McBride’s reply, of course, was gracious:
“Each of us were sent here because voters saw in us something that they value. I have loved seeing those qualities in the future colleagues that I’ve met and I look forward to seeing those qualities in every member come January. I hope all of my colleagues will seek to do the same with me.”
Wisconsin Rep. Mark Pocan, chair of the congressional equality caucus, issued a statement saying: “Speaker Johnson’s holier-than-thou decree to ban transgender people from using bathrooms that align with their identity is a cruel and unnecessary rule that puts countless staff, interns, and visitors to the Capitol at risk. How will this even be enforced? Will the Sergeant at Arms post officers in bathrooms? Will everyone who works at the Capitol have to carry around their birth certificate or undergo a genetic test?”
LPAC issued this statement: “If this was truly about creating safe spaces for women, why isn’t there more of an uproar from Mace and her colleagues about the fact that a man found liable of sexual abuse is our president-elect, and that several of his high-level appointees have been accused of sexual assault?”
Here’s Sarah, below, holding it in.
We love you, Babe – Owl Chatter has your back. Stop by anytime for a cold Fresca — and you can pee anywhere you want around here. That’s what we do. Which reminds me — George!! We need more TP!! Can you run out to Shoprite? The keys are near the door; here’s a twenty.

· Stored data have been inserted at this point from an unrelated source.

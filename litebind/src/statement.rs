//! Safe wrapper around a SQLite prepared statement.
//!
//! This file contains **no `unsafe` code**. All FFI interaction is delegated to
//! [`ffi::RawStmt`] which encapsulates the raw pointer and C type conversions.

use std::ffi::{c_int, CString};
use std::marker::PhantomData;

use tracing::trace;

use super::connection::Connection;
use super::error::{check, DbError, DbResult};
use super::ffi::{self, RawStmt};
use super::params::Params;
use super::row::{MappedRows, Row, Rows};
use super::types::{ToSql, ToSqlOutput};

/// A prepared SQLite statement.
///
/// Created via [`Connection::prepare`](super::Connection::prepare) and tied to
/// the lifetime of that connection. Finalized when dropped.
///
/// Lifecycle: prepared → bound → stepped ([`execute`](Self::execute) or
/// [`fetch`](Self::fetch)) → reset → bound again, any number of times.
pub struct Statement<'conn> {
    raw: RawStmt,
    _conn: PhantomData<&'conn Connection>,
}

impl<'conn> Statement<'conn> {
    /// Wraps a raw statement handle.
    pub(super) const fn new(raw: RawStmt) -> Self {
        Self {
            raw,
            _conn: PhantomData,
        }
    }

    pub(super) fn into_rows(self) -> Rows<'conn> {
        Rows::owned(self.raw)
    }

    // ── Binding ─────────────────────────────────────────────────────────

    /// Binds a parameter list.
    ///
    /// Positional lists (tuples, [`params!`](crate::params)) bind in order
    /// starting at index 1. Named lists ([`named_params!`](crate::named_params),
    /// slices of [`Named`](crate::Named)) resolve each name and silently skip
    /// names the statement does not declare.
    ///
    /// A failure part-way through leaves the earlier parameters bound.
    ///
    /// # Errors
    ///
    /// Fails on the first parameter the engine refuses to bind.
    pub fn bind<P: Params>(&mut self, params: P) -> DbResult<()> {
        params.bind_to(self)
    }

    /// Binds `value` at the 1-based parameter `index`.
    ///
    /// # Errors
    ///
    /// Fails with `SQLITE_RANGE` if `index` is out of range.
    pub fn bind_at<T: ToSql + ?Sized>(&mut self, index: usize, value: &T) -> DbResult<()> {
        let index = c_int::try_from(index).map_err(|_| DbError::status(ffi::SQLITE_RANGE))?;
        let rc = match value.to_sql() {
            ToSqlOutput::Null => self.raw.bind_null(index),
            ToSqlOutput::Int(v) => self.raw.bind_int(index, v),
            ToSqlOutput::Int64(v) => self.raw.bind_int64(index, v),
            ToSqlOutput::Double(v) => self.raw.bind_double(index, v),
            ToSqlOutput::Text(v) => self.raw.bind_text(index, v),
            ToSqlOutput::Text16(v) => self.raw.bind_text16(index, v),
        };
        check(rc)
    }

    /// Binds `value` to the parameter called `name` (prefix included).
    ///
    /// Returns `Ok(false)` without binding anything when the statement has no
    /// such parameter.
    ///
    /// # Errors
    ///
    /// Fails if the engine refuses the value.
    pub fn bind_named<T: ToSql + ?Sized>(&mut self, name: &str, value: &T) -> DbResult<bool> {
        match self.parameter_index(name) {
            Some(index) => self.bind_at(index, value).map(|()| true),
            None => Ok(false),
        }
    }

    /// Number of SQL parameters (the largest parameter index).
    #[must_use]
    pub fn parameter_count(&self) -> usize {
        usize::try_from(self.raw.parameter_count()).unwrap_or(0)
    }

    /// 1-based index of the parameter called `name`, if the statement has one.
    #[must_use]
    pub fn parameter_index(&self, name: &str) -> Option<usize> {
        let name = CString::new(name).ok()?;
        match self.raw.parameter_index(&name) {
            0 => None,
            index => usize::try_from(index).ok(),
        }
    }

    /// Resets every parameter to NULL.
    ///
    /// # Errors
    ///
    /// Returns the engine's status on failure.
    pub fn clear_bindings(&mut self) -> DbResult<()> {
        check(self.raw.clear_bindings())
    }

    // ── Stepping ────────────────────────────────────────────────────────

    /// Returns the statement to its unstepped state. Bindings are kept.
    ///
    /// # Errors
    ///
    /// Returns the error of the previous step if that step failed.
    pub fn reset(&mut self) -> DbResult<()> {
        check(self.raw.reset())
    }

    /// Binds `params` (pass `()` for none) and steps the statement once.
    ///
    /// Any result other than a row or done is an error. The statement is
    /// reset afterwards, ready for the next bind/execute cycle.
    ///
    /// # Errors
    ///
    /// Fails if binding fails or the step yields anything other than a
    /// row or done.
    pub fn execute<P: Params>(&mut self, params: P) -> DbResult<()> {
        self.bind(params)?;
        trace!(sql = self.sql().unwrap_or_default(), "executing statement");
        match self.raw.step() {
            ffi::SQLITE_ROW | ffi::SQLITE_DONE => self.reset(),
            rc => {
                self.rewind();
                Err(DbError::status(rc))
            }
        }
    }

    /// Starts a fresh pass over the result rows.
    ///
    /// The statement is reset first, so calling `fetch` again replays the
    /// same rows with the current bindings, even after a pass that ended in
    /// an error.
    #[must_use]
    pub fn fetch(&mut self) -> Rows<'_> {
        self.rewind();
        Rows::borrowed(&self.raw)
    }

    /// Binds `params`, then maps every result row with `f`.
    ///
    /// # Errors
    ///
    /// Fails if a parameter cannot be bound. Step and mapping errors
    /// are yielded by the iterator.
    pub fn query_map<P, T, F>(&mut self, params: P, f: F) -> DbResult<MappedRows<'_, F>>
    where
        P: Params,
        F: FnMut(&Row<'_>) -> DbResult<T>,
    {
        self.rewind();
        self.bind(params)?;
        Ok(Rows::borrowed(&self.raw).mapped(f))
    }

    // sqlite3_reset echoes the error of a failed previous step, which was
    // already reported; the statement is reset either way.
    fn rewind(&self) {
        let _ = self.raw.reset();
    }

    // ── Metadata ────────────────────────────────────────────────────────

    /// Number of columns in the result set (0 for statements without rows).
    #[must_use]
    pub fn column_count(&self) -> usize {
        usize::try_from(self.raw.column_count()).unwrap_or(0)
    }

    /// Name of result column `index`.
    #[must_use]
    pub fn column_name(&self, index: usize) -> Option<String> {
        self.raw.column_name(Row::column_index(index))
    }

    /// The SQL text this statement was compiled from.
    #[must_use]
    pub fn sql(&self) -> Option<&str> {
        self.raw.sql()
    }
}

impl std::fmt::Debug for Statement<'_> {
    fn fmt(&self, f: &mut std::fmt::Formatter<'_>) -> std::fmt::Result {
        f.debug_struct("Statement")
            .field("sql", &self.sql())
            .finish_non_exhaustive()
    }
}
#[test]
fn test_connection_is_send() {
    fn assert_send<T: Send>() {}
    assert_send::<Connection>();
}

// ── Files and flags ─────────────────────────────────────────────────────

#[test]
fn test_read_only_connection_rejects_writes() {
    let dir = tempfile::tempdir().expect("temp dir");
    let path = dir.path().join("ro.sqlite");

    {
        let conn = Connection::open(&path, OpenFlags::READ_WRITE | OpenFlags::CREATE)
            .expect("create db");
        conn.execute("CREATE TABLE t (a INTEGER); INSERT INTO t VALUES (1);")
            .expect("write");
    }

    let conn = Connection::open(&path, OpenFlags::READ_ONLY).expect("open read-only");
    assert_eq!(conn.is_database_readonly("main"), Some(true));
    let err = conn
        .execute("INSERT INTO t VALUES (2);")
        .expect_err("write to read-only db");
    // SQLITE_READONLY
    assert_eq!(err.code().map(ErrorCode::primary), Some(8));

    let count = conn
        .query_row("SELECT count(*) FROM t", (), |row| Ok(row.get::<i64>(0)))
        .expect("read");
    assert_eq!(count, 1);
}

#[test]
fn test_default_flags_do_not_create() {
    let dir = tempfile::tempdir().expect("temp dir");
    let path = dir.path().join("missing.sqlite");
    let err = Connection::open(&path, OpenFlags::default()).expect_err("missing file");
    // SQLITE_CANTOPEN
    assert_eq!(err.code().map(ErrorCode::primary), Some(14));
    assert!(!path.exists());
}

#[cfg(target_os = "linux")]
#[test]
fn test_non_utf8_path_opens_that_exact_file() {
    use std::ffi::OsStr;
    use std::os::unix::ffi::OsStrExt;

    let dir = tempfile::tempdir().expect("temp dir");
    let path = dir.path().join(OsStr::from_bytes(b"db\xff.sqlite"));
    let conn = Connection::open(&path, OpenFlags::READ_WRITE | OpenFlags::CREATE)
        .expect("create db");
    conn.execute("CREATE TABLE t (a INTEGER);").expect("create table");
    conn.close().expect("close");

    assert!(path.exists());
    let names: Vec<_> = std::fs::read_dir(dir.path())
        .expect("read dir")
        .map(|entry| entry.expect("dir entry").file_name().as_bytes().to_vec())
        .collect();
    assert_eq!(names, [b"db\xff.sqlite".to_vec()]);
}

#[test]
fn test_open_with_options() {
    let dir = tempfile::tempdir().expect("temp dir");
    let path = dir.path().join("opts.sqlite");
    let options: ConnectionOptions = serde_json::from_str(
        r#"{ "modes": ["read_write", "create"], "busy_timeout_ms": 50,
             "foreign_keys": true, "journal_mode": "wal" }"#,
    )
    .expect("decode options");

    let conn = Connection::open_with(&path, &options).expect("open with options");
    let mode = conn
        .query_row("PRAGMA journal_mode;", (), |row| Ok(row.get::<String>(0)))
        .expect("journal mode");
    assert_eq!(mode, "wal");
    let fk = conn
        .query_row("PRAGMA foreign_keys;", (), |row| Ok(row.get::<bool>(0)))
        .expect("foreign keys");
    assert!(fk);
}

// ── Binding ─────────────────────────────────────────────────────────────

#[test]
fn test_named_parameters_skip_unknown_names() {
    let conn = open_with_table();
    let mut insert = conn
        .prepare("INSERT INTO t (a, b) VALUES (:a, :b)")
        .expect("prepare insert");
    assert_eq!(insert.parameter_count(), 2);
    assert_eq!(insert.parameter_index(":b"), Some(2));
    assert_eq!(insert.parameter_index(":missing"), None);

    insert
        .execute(named_params! { ":a" => 5, ":missing" => "ignored" })
        .expect("insert with unknown name");

    let (a, b): (i64, Option<String>) = conn
        .query_row("SELECT a, b FROM t", (), |row| row.decode())
        .expect("query");
    assert_eq!(a, 5);
    assert_eq!(b, None);
}

#[test]
fn test_bind_named_reports_resolution() {
    let conn = open_with_table();
    let mut stmt = conn
        .prepare("SELECT @x + 1")
        .expect("prepare");
    assert!(stmt.bind_named("@x", &41).expect("bind"));
    assert!(!stmt.bind_named("@y", &1).expect("bind"));
    let mut rows = stmt.fetch();
    let row = rows.next().expect("step").expect("row");
    assert_eq!(row.get::<i32>(0), 42);
}

#[test]
fn test_positional_slice_and_clear_bindings() {
    let conn = open_with_table();
    let mut insert = conn
        .prepare("INSERT INTO t VALUES (?1, ?2)")
        .expect("prepare insert");
    insert.bind(params![7, "seven"]).expect("bind");
    insert.clear_bindings().expect("clear");
    insert.execute(()).expect("insert nulls");

    let nulls = conn
        .query_row("SELECT count(*) FROM t WHERE a IS NULL AND b IS NULL", (), |row| {
            Ok(row.get::<i64>(0))
        })
        .expect("query");
    assert_eq!(nulls, 1);
}

#[test_case(i64::MAX ; "i64 max")]
#[test_case(i64::MIN ; "i64 min")]
#[test_case(1 << 40 ; "beyond 32 bits")]
fn test_i64_keeps_full_precision(value: i64) {
    assert_eq!(round_trip(value), value);
}

#[test_case(i32::MAX ; "i32 max")]
#[test_case(i32::MIN ; "i32 min")]
#[test_case(-1 ; "minus one")]
fn test_i32_round_trip(value: i32) {
    assert_eq!(round_trip(value), value);
}

#[test]
fn test_narrow_and_float_round_trips() {
    assert_eq!(round_trip(i8::MIN), i8::MIN);
    assert_eq!(round_trip(i16::MAX), i16::MAX);
    assert_eq!(round_trip(u16::MAX), u16::MAX);
    assert_eq!(round_trip(u8::MAX), u8::MAX);
    assert!(round_trip(true));
    assert!((round_trip(1.5_f64) - 1.5).abs() < f64::EPSILON);
    assert!((round_trip(-0.25_f32) + 0.25).abs() < f32::EPSILON);
    assert_eq!(round_trip(String::from("héllo")), "héllo");
}

#[test]
fn test_null_reads_as_no_value() {
    let conn = Connection::open_in_memory().expect("open in-memory db");
    let mut rows = conn.fetch("SELECT ?1", (Null,)).expect("fetch");
    let row = rows.next().expect("step").expect("row");
    assert!(row.is_null(0));
    assert_eq!(row.get::<i64>(0), 0);
    assert_eq!(row.get::<i32>(0), 0);
    assert!(row.get::<f64>(0).abs() < f64::EPSILON);
    assert_eq!(row.get::<String>(0), "");
    assert_eq!(row.get::<&CStr>(0), c"");
    assert!(row.get::<Blob<'_>>(0).is_empty());
    assert_eq!(row.get::<Option<i64>>(0), None);
    assert_eq!(row.get::<Option<String>>(0), None);
}

#[test]
fn test_wide_text_round_trip() {
    let conn = Connection::open_in_memory().expect("open in-memory db");
    let fixed: [u16; 3] = [0x0068, 0x00e9, 0x2603]; // "hé☃"
    let owned: Vec<u16> = "wide".encode_utf16().collect();
    let mut rows = conn
        .fetch("SELECT ?1, ?2, ?3", (fixed, owned.as_slice(), c"narrow"))
        .expect("fetch");
    let row = rows.next().expect("step").expect("row");
    assert_eq!(row.get::<String>(0), "hé☃");
    assert_eq!(row.get::<Vec<u16>>(0), fixed.to_vec());
    assert_eq!(row.get::<Vec<u16>>(1), owned);
    assert_eq!(row.get::<&str>(2), "narrow");
}

#[test]
fn test_borrowed_text_outlives_utf16_read() {
    let conn = Connection::open_in_memory().expect("open in-memory db");
    let mut rows = conn.fetch("SELECT 'abc'", ()).expect("fetch");
    let row = rows.next().expect("step").expect("row");
    let narrow: &CStr = row.get(0);
    let wide: Vec<u16> = row.get(0);
    assert_eq!(narrow, c"abc");
    assert_eq!(String::from_utf16(&wide).expect("utf-16"), "abc");
}

#[test]
fn test_zero_length_text_and_blob() {
    let conn = Connection::open_in_memory().expect("open in-memory db");
    let mut rows = conn
        .fetch("SELECT '', zeroblob(0), x'DEADBEEF'", ())
        .expect("fetch");
    let row = rows.next().expect("step").expect("row");
    assert_eq!(row.get::<String>(0), "");
    assert_eq!(row.get::<Option<String>>(0), Some(String::new()));
    assert!(row.get::<Blob<'_>>(1).is_empty());
    let blob: Blob<'_> = row.get(2);
    assert_eq!(blob.len(), 4);
    assert_eq!(blob.data(), &[0xDE, 0xAD, 0xBE, 0xEF]);
}

#[test_case(126 ; "short")]
#[test_case(4_094 ; "page sized")]
#[test_case(65_534 ; "large")]
fn test_blob_survives_text_reads_of_same_column(len: usize) {
    let conn = Connection::open_in_memory().expect("open in-memory db");
    let expected = vec![b'A'; len];
    let mut rows = conn
        .fetch(
            "SELECT CAST(replace(hex(zeroblob(?1)), '00', 'A') AS BLOB)",
            (i64::try_from(len).expect("length fits"),),
        )
        .expect("fetch");
    let row = rows.next().expect("step").expect("row");

    let blob: Blob<'_> = row.get(0);
    let text: &str = row.get(0);
    let owned: String = row.get(0);
    let wide: Vec<u16> = row.get(0);
    let narrow: &CStr = row.get(0);
    // Give a freed buffer the chance to be reused.
    let churn: Vec<Vec<u8>> = (0..64).map(|i| vec![b'Z'; len + i]).collect();

    assert_eq!(blob.data(), expected.as_slice());
    assert_eq!(text.as_bytes(), expected.as_slice());
    assert_eq!(owned.len(), len);
    assert_eq!(wide.len(), len);
    assert_eq!(narrow, c"");
    assert_eq!(churn.len(), 64);
}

Have you seen the initialism TL:DR? It’s for “too long; didn’t read.” Someone sends you a text or an email that is just too f*cking long. You reply: TL:DR. The former chair of my dept, whom I loved, Marjorie, aleha hashalom, once forwarded to me a grade appeal that a student submitted. It made War and Peace seem terse. I told Marjorie I was setting up a meeting with the student and then I asked: Is it me, or does she seem a bit wordy? Marjorie’s response had me laughing out loud. She wrote back: “Wear a hat.” (I took it mean the sh*t’s gonna fly.)
Anyway, today’s puzzle used TL;DR as its theme. It had three long novels as theme answers: DAVID COPPERFIELD, ATLAS SHRUGGED, and LES MISERABLES, and at 56A the “revealer” clue was “Cheeky review” of those books, with the answer: TOO LONG DIDN’T READ.
Separately, at 5D, the clue was “Cry over spilled milk, perhaps?” and the answer was BAD KITTY. Well, Rex is a serious cat lover and a literature prof, so all of this was just too much for him to bear. Here’s the rant:
Wow. A puzzle for people who hate reading. And cats. I am … neither of those people. The entire puzzle seems to exist so that the revealer can sneer at the idea of reading long books, which is to say, sneer at the idea of reading in general. You know what’s TOO LONG and I wish I DIDN’T READ? That revealer. That “review” isn’t “cheeky,” it’s idiotic. Nobody writes it out like that. It’s TL;DR, and only TL;DR. Plus, are these books really so “long?” They don’t strike me as iconically long. Not like War and Peace or Infinite Jest or, if you really want a doorstop, Clarissa (~950,000 words!). DAVID COPPERFIELD is just … a novel by Dickens. I read it earlier this year. It’s normal Dickens novel length—roughly the same length as [deep breath] Martin Chuzzlewit, Nicholas Nickleby, Bleak House, Little Dorritt, Dombey and Son, and Our Mutual Friend (all 340,000+ words). And while it’s true that I have not read LES MISERABLES or ATLAS SHRUGGED, it ain’t because they’re “TOO LONG,” for god’s sake. I don’t demand Reverence of Literature from my crosswords, but this kind of shallow sneering nonsense can … let’s be unprofane and say “take a hike.” Oh, is the book long? Is reading hard? Are you tired? Do you want a lollipop? Grow up. You don’t have to read books if you don’t want to, but your inability or unwillingness to read anything longer than a Tweet is a You problem. Don’t blame the books. The books are exactly the length they’re supposed to be. Also, if you’re shouting “BAD KITTY!” at your actual kitten for any reason, let alone for the mere fact of “spilling milk,” I’m taking your kitten away from you. Why are you giving the kitten milk, anyway? You clearly shouldn’t own a cat. Give me the cat. You go manage your anger. Kitty and I are gonna curl up with a long book.
[Ouch.]
At 25D, “Character in a classic whodunit” was MISS SCARLET. Remember her . . . in the library with a rope, maybe?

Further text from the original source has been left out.